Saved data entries
===

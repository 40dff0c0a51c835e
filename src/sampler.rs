//! Frame sampling
//!
//! Walks a video source exactly once and yields a strided subsequence of
//! frames with derived timestamps. The source handle lives inside the sampler
//! and is released when the sampler drops, on success and error paths alike.

use tracing::debug;

use crate::error::AnalysisError;
use crate::types::FrameSize;

/// A readable, non-restartable stream of decoded video frames.
///
/// Decoding itself happens outside this crate; any decoder backend (or a
/// recorded capture replay) that can report its frame rate and yield frames
/// in order satisfies this contract. Exhaustion is `Ok(None)`, a read
/// failure is `Err`.
pub trait VideoSource {
    /// Decoded frame payload handed to the model ports.
    type Frame;

    /// Frame rate reported by the source, in frames per second.
    fn frame_rate(&self) -> f64;

    /// Pixel dimensions of the frames this source yields.
    fn frame_size(&self) -> FrameSize;

    /// Read the next frame, advancing the stream.
    fn next_frame(&mut self) -> Result<Option<Self::Frame>, AnalysisError>;
}

/// One selected frame together with its derived timestamp.
#[derive(Debug, Clone, PartialEq)]
pub struct SampledFrame<F> {
    /// Zero-based index of the frame in the source stream.
    pub index: u64,
    /// Offset of the frame within the recording, in milliseconds.
    pub timestamp_ms: u64,
    pub frame: F,
}

/// Iterator selecting every `stride`-th frame of a source.
///
/// The stride is derived once from the sample interval and the source frame
/// rate; frame `i` is selected when `i % stride == 0`, and its timestamp is
/// `round((i / fps) * 1000)` milliseconds.
pub struct FrameSampler<S: VideoSource> {
    source: S,
    fps: f64,
    stride: u64,
    cursor: u64,
    frames_read: u64,
    frames_sampled: u64,
    exhausted: bool,
}

impl<S: VideoSource> FrameSampler<S> {
    /// Wrap a source, deriving the frame stride from the sample interval.
    ///
    /// The stride is `floor(interval_sec * fps)`, clamped to a minimum of 1:
    /// an interval shorter than one frame period samples every frame rather
    /// than leaving a zero modulus. A non-positive or non-finite frame rate
    /// is rejected because timestamps are derived from it.
    pub fn new(source: S, sample_interval_ms: u64) -> Result<Self, AnalysisError> {
        let fps = source.frame_rate();
        if !fps.is_finite() || fps <= 0.0 {
            return Err(AnalysisError::SourceOpen(format!(
                "source reports unusable frame rate {fps}"
            )));
        }

        let stride = (((sample_interval_ms as f64) / 1000.0) * fps).floor() as u64;
        let stride = stride.max(1);
        debug!("sampling every {stride} frames at {fps} fps ({sample_interval_ms} ms interval)");

        Ok(Self {
            source,
            fps,
            stride,
            cursor: 0,
            frames_read: 0,
            frames_sampled: 0,
            exhausted: false,
        })
    }

    /// Pixel dimensions of the underlying source.
    pub fn frame_size(&self) -> FrameSize {
        self.source.frame_size()
    }

    /// Frame stride in effect for this run.
    pub fn stride(&self) -> u64 {
        self.stride
    }

    /// Frames read from the source so far, sampled or not.
    pub fn frames_read(&self) -> u64 {
        self.frames_read
    }

    /// Frames selected by the stride so far.
    pub fn frames_sampled(&self) -> u64 {
        self.frames_sampled
    }

    fn timestamp_ms(&self, index: u64) -> u64 {
        ((index as f64 / self.fps) * 1000.0).round() as u64
    }
}

impl<S: VideoSource> Iterator for FrameSampler<S> {
    type Item = Result<SampledFrame<S::Frame>, AnalysisError>;

    fn next(&mut self) -> Option<Self::Item> {
        if self.exhausted {
            return None;
        }

        loop {
            match self.source.next_frame() {
                Ok(Some(frame)) => {
                    let index = self.cursor;
                    self.cursor += 1;
                    self.frames_read += 1;

                    if index % self.stride == 0 {
                        self.frames_sampled += 1;
                        return Some(Ok(SampledFrame {
                            index,
                            timestamp_ms: self.timestamp_ms(index),
                            frame,
                        }));
                    }
                }
                Ok(None) => {
                    self.exhausted = true;
                    return None;
                }
                Err(e) => {
                    self.exhausted = true;
                    return Some(Err(e));
                }
            }
        }
    }
}
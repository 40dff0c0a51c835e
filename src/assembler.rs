//! Frame record assembly
//!
//! Merges the classifier estimate, attention metrics, and derived scores into
//! one immutable record per sampled frame.

use crate::types::{
    AttentionMetrics, BodyLanguage, DerivedScores, EmotionEstimate, EmotionScores, FrameRecord,
};

/// Assembler producing the per-frame output record.
pub struct FrameRecordAssembler;

impl FrameRecordAssembler {
    /// Build the record for one successfully analyzed frame.
    ///
    /// Raw classifier scores are clamped to [0,100] and rounded here; the
    /// record is never mutated after this point.
    pub fn assemble(
        timestamp_ms: u64,
        estimate: &EmotionEstimate,
        attention: AttentionMetrics,
        derived: DerivedScores,
    ) -> FrameRecord {
        FrameRecord {
            timestamp_ms,
            emotions: EmotionScores::from_raw(&estimate.scores),
            dominant_emotion: estimate.dominant,
            attention_score: attention.attention_score,
            eye_contact: attention.eye_contact,
            head_pose: attention.head_pose,
            body_language: BodyLanguage::default(),
            engagement: derived.engagement,
            confidence: derived.confidence,
            stress: derived.stress,
        }
    }
}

===

__What is expected__.
Up to and including the line that contains "and yield frames", output the records above exactly, beginning with their first line.

__Result for this exercise__.
repository 40dff0c0a51c835e
filename src/sampler.rs
//! Frame sampling
//!
//! Walks a video source exactly once and yields a strided subsequence of
//! frames with derived timestamps. The source handle lives inside the sampler
//! and is released when the sampler drops, on success and error paths alike.

use tracing::debug;

use crate::error::AnalysisError;
use crate::types::FrameSize;

/// A readable, non-restartable stream of decoded video frames.
///
/// Decoding itself happens outside this crate; any decoder backend (or a
/// recorded capture replay) that can report its frame rate and yield frames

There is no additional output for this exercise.